The databases contain an estimated 150 million photos, combined, 58 million of them for biometric passports. They were enrolled in a facial recognition library without parliament being informed, and no public policy has been published to govern the searches.
Silkie Carlo and Nuno Guerreiro de Sousa have contacted the Home Office and London’s Met Police to call for a moratorium on facial recognition searches against the two databases, on behalf of Big Brother Watch and Privacy International, respectively. Home Office said it is working on formulating a policy.

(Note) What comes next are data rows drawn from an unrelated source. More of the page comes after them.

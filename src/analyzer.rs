//! This module provides an advisory validator for Busy Beaver rule sets. It reports problems
//! such as duplicate rules, missing halt states and incomplete coverage as a structured
//! `Report`. The engine never consults it: a machine with findings still runs.

use crate::parser::infer_halt_states;
use crate::table::TransitionTable;
use crate::types::{State, Symbol, Transition, TuringMachine};
use std::collections::BTreeSet;
use std::fmt::Display;
use thiserror::Error;

/// How serious a finding is.
#[derive(Debug, Clone, Copy, PartialEq, Eq, PartialOrd, Ord)]
pub enum Severity {
    /// The machine cannot behave as a Busy Beaver.
    Error,
    /// Suspicious but runnable.
    Warning,
    /// Facts about the machine.
    Info,
}

/// Represents a single observation about a rule set.
#[derive(Debug, Clone, PartialEq, Eq, Error)]
pub enum Finding {
    /// There are no rules at all.
    #[error("No rules defined, the machine cannot run")]
    NoRules,
    /// Two rules share the same `(state, symbol)` key. Only the first one is ever used.
    #[error("Duplicate rule: state {state} + symbol {symbol}")]
    DuplicateRule { state: State, symbol: Symbol },
    /// No state is entered without also having rules of its own.
    #[error("No halt state detected, the machine may run forever")]
    NoHaltState,
    /// More than one state is only ever a target.
    #[error("Multiple halt states detected: {}", join(.0))]
    MultipleHaltStates(Vec<State>),
    /// An active state has no rule for a binary symbol the machine uses.
    #[error("Missing rule: state {state} + symbol {symbol}")]
    MissingRule { state: State, symbol: Symbol },
    /// The alphabet is something other than exactly `{0, 1}`.
    #[error("Non-standard symbols detected: {}. Busy Beaver machines normally use 0 and 1", join(.0))]
    NonStandardSymbols(Vec<Symbol>),
    /// States with a rule that points back to themselves.
    #[error("Potential loops detected in states: {}", join(.0))]
    SelfLoops(Vec<State>),
    /// The initial state has no outgoing rules.
    #[error("Initial state {0} has no rules, the machine halts immediately")]
    InitialStateWithoutRules(State),
    /// A declared halt state also has rules, which are never used.
    #[error("Halt state {0} has rules that can never fire")]
    HaltStateWithRules(State),
    /// A candidate rule has the same key as an existing one.
    #[error("Conflicts with existing rule: {0}")]
    ConflictingRule(Transition),
    #[error("Non-standard read symbol: {0}")]
    NonStandardReadSymbol(Symbol),
    #[error("Non-standard write symbol: {0}")]
    NonStandardWriteSymbol(Symbol),
    /// A candidate rule points back to its own state.
    #[error("Rule loops back to its own state {0}")]
    SelfLoop(State),
    /// Exactly one halt state was detected.
    #[error("Halt state detected: {0}")]
    HaltState(State),
    #[error("{rules} rules, {states} active states, {symbols} symbols")]
    Summary {
        rules: usize,
        states: usize,
        symbols: usize,
    },
}

impl Finding {
    pub fn severity(&self) -> Severity {
        match self {
            Finding::NoRules
            | Finding::DuplicateRule { .. }
            | Finding::NoHaltState
            | Finding::ConflictingRule(_) => Severity::Error,
            Finding::HaltState(_) | Finding::Summary { .. } => Severity::Info,
            _ => Severity::Warning,
        }
    }
}

fn join<T: Display>(items: &[T]) -> String {
    items
        .iter()
        .map(ToString::to_string)
        .collect::<Vec<_>>()
        .join(", ")
}

/// The findings of one validation pass, grouped by severity.
#[derive(Debug, Clone, Default, PartialEq, Eq)]
pub struct Report {
    pub errors: Vec<Finding>,
    pub warnings: Vec<Finding>,
    pub info: Vec<Finding>,
}

impl Report {
    /// A report is valid when it has no errors. Warnings do not count.
    pub fn is_valid(&self) -> bool {
        self.errors.is_empty()
    }

    /// Iterates over every finding, errors first.
    pub fn findings(&self) -> impl Iterator<Item = &Finding> {
        self.errors.iter().chain(&self.warnings).chain(&self.info)
    }

    fn push(&mut self, finding: Finding) {
        match finding.severity() {
            Severity::Error => self.errors.push(finding),
            Severity::Warning => self.warnings.push(finding),
            Severity::Info => self.info.push(finding),
        }
    }
}

impl FromIterator<Finding> for Report {
    fn from_iter<I: IntoIterator<Item = Finding>>(iter: I) -> Self {
        let mut report = Report::default();
        iter.into_iter().for_each(|finding| report.push(finding));
        report
    }
}

/// Facts about a rule set shared by every check.
struct RuleSet<'a> {
    rules: &'a [Transition],
    table: TransitionTable,
    halt_states: BTreeSet<State>,
    active_states: BTreeSet<&'a State>,
    symbols: BTreeSet<Symbol>,
}

impl<'a> RuleSet<'a> {
    fn new(rules: &'a [Transition]) -> Self {
        let halt_states = infer_halt_states(rules);

        Self {
            rules,
            table: TransitionTable::new(rules.to_vec()),
            active_states: rules
                .iter()
                .map(|rule| &rule.current_state)
                .filter(|state| !halt_states.contains(*state))
                .collect(),
            halt_states,
            symbols: rules
                .iter()
                .flat_map(|rule| [rule.read_symbol, rule.write_symbol])
                .collect(),
        }
    }
}

/// Validates a rule list on its own.
///
/// Halt states are detected as the states that are entered but have no rules.
///
/// # Arguments
///
/// * `rules` - The rules to check, in order.
///
/// # Returns
///
/// A `Report` whose `is_valid` is false if any error was found.
pub fn validate(rules: &[Transition]) -> Report {
    if rules.is_empty() {
        return Report::from_iter([Finding::NoRules]);
    }

    let set = RuleSet::new(rules);
    let checks: [fn(&RuleSet) -> Vec<Finding>; 6] = [
        check_duplicates,
        check_halt_states,
        check_coverage,
        check_symbols,
        check_self_loops,
        summarize,
    ];

    checks.iter().flat_map(|check| check(&set)).collect()
}

/// Validates a machine: its rules plus its declared initial and halt states.
pub fn analyze(machine: &TuringMachine) -> Report {
    let mut report = validate(&machine.rules);

    if machine.rules.is_empty() {
        return report;
    }

    let sources: BTreeSet<&State> = machine.rules.iter().map(|rule| &rule.current_state).collect();

    if !sources.contains(&machine.initial_state) {
        report.push(Finding::InitialStateWithoutRules(machine.initial_state.clone()));
    }

    machine
        .halt_states
        .iter()
        .filter(|state| sources.contains(state))
        .for_each(|state| report.push(Finding::HaltStateWithRules(state.clone())));

    report
}

/// Checks a candidate rule against the rules it would join.
pub fn validate_rule(rule: &Transition, existing: &[Transition]) -> Report {
    let mut report = Report::default();

    if let Some(duplicate) = existing
        .iter()
        .find(|r| r.current_state == rule.current_state && r.read_symbol == rule.read_symbol)
    {
        report.push(Finding::ConflictingRule(duplicate.clone()));
    }

    if !rule.read_symbol.is_binary() {
        report.push(Finding::NonStandardReadSymbol(rule.read_symbol));
    }

    if !rule.write_symbol.is_binary() {
        report.push(Finding::NonStandardWriteSymbol(rule.write_symbol));
    }

    if rule.is_self_loop() {
        report.push(Finding::SelfLoop(rule.current_state.clone()));
    }

    report
}

fn check_duplicates(set: &RuleSet) -> Vec<Finding> {
    set.table
        .duplicates()
        .into_iter()
        .map(|rule| Finding::DuplicateRule {
            state: rule.current_state.clone(),
            symbol: rule.read_symbol,
        })
        .collect()
}

fn check_halt_states(set: &RuleSet) -> Vec<Finding> {
    let mut halts = set.halt_states.iter().cloned();

    match (halts.next(), halts.next()) {
        (None, _) => vec![Finding::NoHaltState],
        (Some(state), None) => vec![Finding::HaltState(state)],
        _ => vec![Finding::MultipleHaltStates(
            set.halt_states.iter().cloned().collect(),
        )],
    }
}

/// Every active state should handle every binary symbol the machine uses.
fn check_coverage(set: &RuleSet) -> Vec<Finding> {
    let binary: Vec<Symbol> = set.symbols.iter().copied().filter(|s| s.is_binary()).collect();

    set.active_states
        .iter()
        .flat_map(|&state| binary.iter().map(move |&symbol| (state, symbol)))
        .filter(|(state, symbol)| set.table.lookup(state, *symbol).is_none())
        .map(|(state, symbol)| Finding::MissingRule {
            state: state.clone(),
            symbol,
        })
        .collect()
}

fn check_symbols(set: &RuleSet) -> Vec<Finding> {
    let standard = set.symbols.len() == 2
        && set.symbols.contains(&Symbol::ZERO)
        && set.symbols.contains(&Symbol::ONE);

    if standard {
        return Vec::new();
    }

    vec![Finding::NonStandardSymbols(set.symbols.iter().copied().collect())]
}

fn check_self_loops(set: &RuleSet) -> Vec<Finding> {
    let loops: BTreeSet<State> = set
        .rules
        .iter()
        .filter(|rule| rule.is_self_loop())
        .map(|rule| rule.current_state.clone())
        .collect();

    if loops.is_empty() {
        return Vec::new();
    }

    vec![Finding::SelfLoops(loops.into_iter().collect())]
}

fn summarize(set: &RuleSet) -> Vec<Finding> {
    vec![Finding::Summary {
        rules: set.rules.len(),
        states: set.active_states.len(),
        symbols: set.symbols.len(),
    }]
}

#[cfg(test)]
mod tests {
    use super::*;
    use crate::types::Direction;

    fn sigma2_rules() -> Vec<Transition> {
        vec![
            Transition::new("A", '0', '1', Direction::Right, "B"),
            Transition::new("A", '1', '1', Direction::Left, "B"),
            Transition::new("B", '0', '1', Direction::Left, "A"),
            Transition::new("B", '1', '1', Direction::Right, "halt"),
        ]
    }

    #[test]
    fn test_valid_machine() {
        let report = validate(&sigma2_rules());

        assert!(report.is_valid());
        assert!(report.warnings.is_empty());
        assert_eq!(
            report.info,
            vec![
                Finding::HaltState(State::new("halt")),
                Finding::Summary {
                    rules: 4,
                    states: 2,
                    symbols: 2
                },
            ]
        );
        assert_eq!(report.info[1].to_string(), "4 rules, 2 active states, 2 symbols");
    }

    #[test]
    fn test_no_rules() {
        let report = validate(&[]);

        assert!(!report.is_valid());
        assert_eq!(report.errors, vec![Finding::NoRules]);
        assert!(report.warnings.is_empty());
    }

    #[test]
    fn test_duplicate_rule() {
        let mut rules = sigma2_rules();
        rules.push(Transition::new("A", '0', '0', Direction::Left, "B"));

        let report = validate(&rules);

        assert!(!report.is_valid());
        assert_eq!(
            report.errors,
            vec![Finding::DuplicateRule {
                state: State::new("A"),
                symbol: Symbol::ZERO
            }]
        );
    }

    #[test]
    fn test_no_halt_state() {
        let rules = vec![
            Transition::new("A", '0', '1', Direction::Right, "B"),
            Transition::new("B", '0', '1', Direction::Left, "A"),
        ];

        let report = validate(&rules);

        assert!(report.errors.contains(&Finding::NoHaltState));
        assert_eq!(
            Finding::NoHaltState.to_string(),
            "No halt state detected, the machine may run forever"
        );
    }

    #[test]
    fn test_multiple_halt_states_and_missing_coverage() {
        let rules = vec![
            Transition::new("A", '0', '1', Direction::Right, "X"),
            Transition::new("A", '1', '1', Direction::Left, "Y"),
            Transition::new("B", '0', '1', Direction::Left, "A"),
        ];

        let report = validate(&rules);

        assert!(report.is_valid());
        assert!(report.warnings.contains(&Finding::MultipleHaltStates(vec![
            State::new("X"),
            State::new("Y")
        ])));
        assert!(report.warnings.contains(&Finding::MissingRule {
            state: State::new("B"),
            symbol: Symbol::ONE
        }));
        assert_eq!(
            report.warnings[0].to_string(),
            "Multiple halt states detected: X, Y"
        );
    }

    #[test]
    fn test_non_standard_symbols() {
        let rules = vec![Transition::new("A", '0', 'x', Direction::Right, "halt")];

        let report = validate(&rules);

        assert!(report.warnings.contains(&Finding::NonStandardSymbols(vec![
            Symbol::ZERO,
            Symbol::new('x')
        ])));
    }

    #[test]
    fn test_single_symbol_machine_is_non_standard() {
        let rules = vec![Transition::new("A", '0', '0', Direction::Right, "halt")];

        let report = validate(&rules);

        assert!(report
            .warnings
            .iter()
            .any(|f| matches!(f, Finding::NonStandardSymbols(_))));
    }

    #[test]
    fn test_self_loops() {
        let rules = vec![
            Transition::new("A", '0', '1', Direction::Right, "A"),
            Transition::new("A", '1', '1', Direction::Right, "halt"),
        ];

        let report = validate(&rules);

        assert!(report
            .warnings
            .contains(&Finding::SelfLoops(vec![State::new("A")])));
    }

    #[test]
    fn test_analyze_machine_level_checks() {
        let machine = TuringMachine::new(
            "Odd",
            vec![
                Transition::new("A", '0', '1', Direction::Right, "halt"),
                Transition::new("A", '1', '1', Direction::Right, "halt"),
                Transition::new("halt", '0', '1', Direction::Right, "Z"),
                Transition::new("halt", '1', '1', Direction::Right, "Z"),
            ],
            "Start",
        );

        let report = analyze(&machine);

        assert!(report
            .warnings
            .contains(&Finding::InitialStateWithoutRules(State::new("Start"))));
        assert!(report
            .warnings
            .contains(&Finding::HaltStateWithRules(State::new("halt"))));
    }

    #[test]
    fn test_validate_rule() {
        let existing = sigma2_rules();

        let conflict = validate_rule(
            &Transition::new("A", '0', '0', Direction::Left, "A"),
            &existing,
        );
        assert!(!conflict.is_valid());
        assert_eq!(
            conflict.errors,
            vec![Finding::ConflictingRule(existing[0].clone())]
        );
        assert!(conflict.warnings.contains(&Finding::SelfLoop(State::new("A"))));

        let fresh = validate_rule(
            &Transition::new("C", '2', '1', Direction::Right, "A"),
            &existing,
        );
        assert!(fresh.is_valid());
        assert_eq!(
            fresh.warnings,
            vec![Finding::NonStandardReadSymbol(Symbol::new('2'))]
        );
    }

    #[test]
    fn test_severity_order() {
        let report = validate(&[Transition::new("A", '0', 'x', Direction::Right, "A")]);

        let severities: Vec<Severity> = report.findings().map(Finding::severity).collect();
        let mut sorted = severities.clone();
        sorted.sort();
        assert_eq!(severities, sorted);
    }
}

Retrospective or “forensic” facial recognition searches are supposed to use the Police National Database (PND) for reference photos. That database contains roughly 20 million images of people who have been previously arrested or declared persons of interest,
It has been 13 years since Home Office was told by the high court that storing the images of people acquitted of crimes is unlawful, but they are still in the PND. Biometrics Commissioners for both the UK and Scotland have noted the damage the retention of unlawful biometric data has on public trust.
De Sousa, senior technologist at Privacy International, argues that bypassing public and parliamentary scrutiny renders the concept of “policing by consent” hollow.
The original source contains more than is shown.